Records for this exercise:
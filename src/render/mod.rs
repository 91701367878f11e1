//! Rendering: the framebuffer and the rasterization pipeline.

pub mod framebuffer;
pub mod renderer;

pub use framebuffer::Framebuffer;
pub use renderer::Renderer;
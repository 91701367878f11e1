//! Surface material parameters for the Phong reflection model.

use crate::math::vec3::Vec3;

/// Optical surface properties consumed by the lighting calculation.
///
/// Materials are plain value types; clone them freely between meshes.
#[derive(Debug, Clone, Copy, PartialEq)]
pub struct Material {
    /// Base color under diffuse illumination.
    pub diffuse_color: Vec3,
    /// Tint of specular highlights.
    pub specular_color: Vec3,
    /// Specular exponent. Higher values give tighter highlights.
    pub shininess: f32,
    /// How strongly global ambient light affects this surface, in `[0, 1]`.
    pub ambient_strength: f32,
}

impl Default for Material {
    /// Neutral gray plastic: soft white highlights, moderate shininess.
    fn default() -> Self {
        Self {
            diffuse_color: Vec3::new(0.7, 0.7, 0.7),
            specular_color: Vec3::ONE,
            shininess: 32.0,
            ambient_strength: 0.1,
        }
    }
}

impl Material {
    /// Creates a material with the given colors and specular exponent.
    ///
    /// Ambient strength defaults to 0.1; override with
    /// [`with_ambient_strength`](Self::with_ambient_strength).
    pub fn new(diffuse_color: Vec3, specular_color: Vec3, shininess: f32) -> Self {
        debug_assert!(shininess > 0.0, "shininess must be positive");
        Self {
            diffuse_color,
            specular_color,
            shininess,
            ambient_strength: 0.1,
        }
    }

    /// Returns the material with its ambient strength replaced.
    ///
    /// Values are clamped to `[0, 1]`.
    pub fn with_ambient_strength(mut self, strength: f32) -> Self {
        self.ambient_strength = strength.clamp(0.0, 1.0);
        self
    }
}

#[cfg(test)]
mod tests {
    use super::*;
    use approx::assert_relative_eq;

    #[test]
    fn test_default_is_neutral_gray() {
        let material = Material::default();
        assert_relative_eq!(material.diffuse_color.x, 0.7);
        assert_relative_eq!(material.shininess, 32.0);
        assert_relative_eq!(material.ambient_strength, 0.1);
    }

    #[test]
    fn test_ambient_strength_is_clamped() {
        let material = Material::default().with_ambient_strength(2.0);
        assert_relative_eq!(material.ambient_strength, 1.0);

        let material = Material::default().with_ambient_strength(-1.0);
        assert_relative_eq!(material.ambient_strength, 0.0);
    }
}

Exercise: Within the listing above, copy each line that has the string "highlights".

Output for this exercise:
    /// Tint of specular highlights.
    /// Specular exponent. Higher values give tighter highlights.
    /// Neutral gray plastic: soft white highlights, moderate shininess.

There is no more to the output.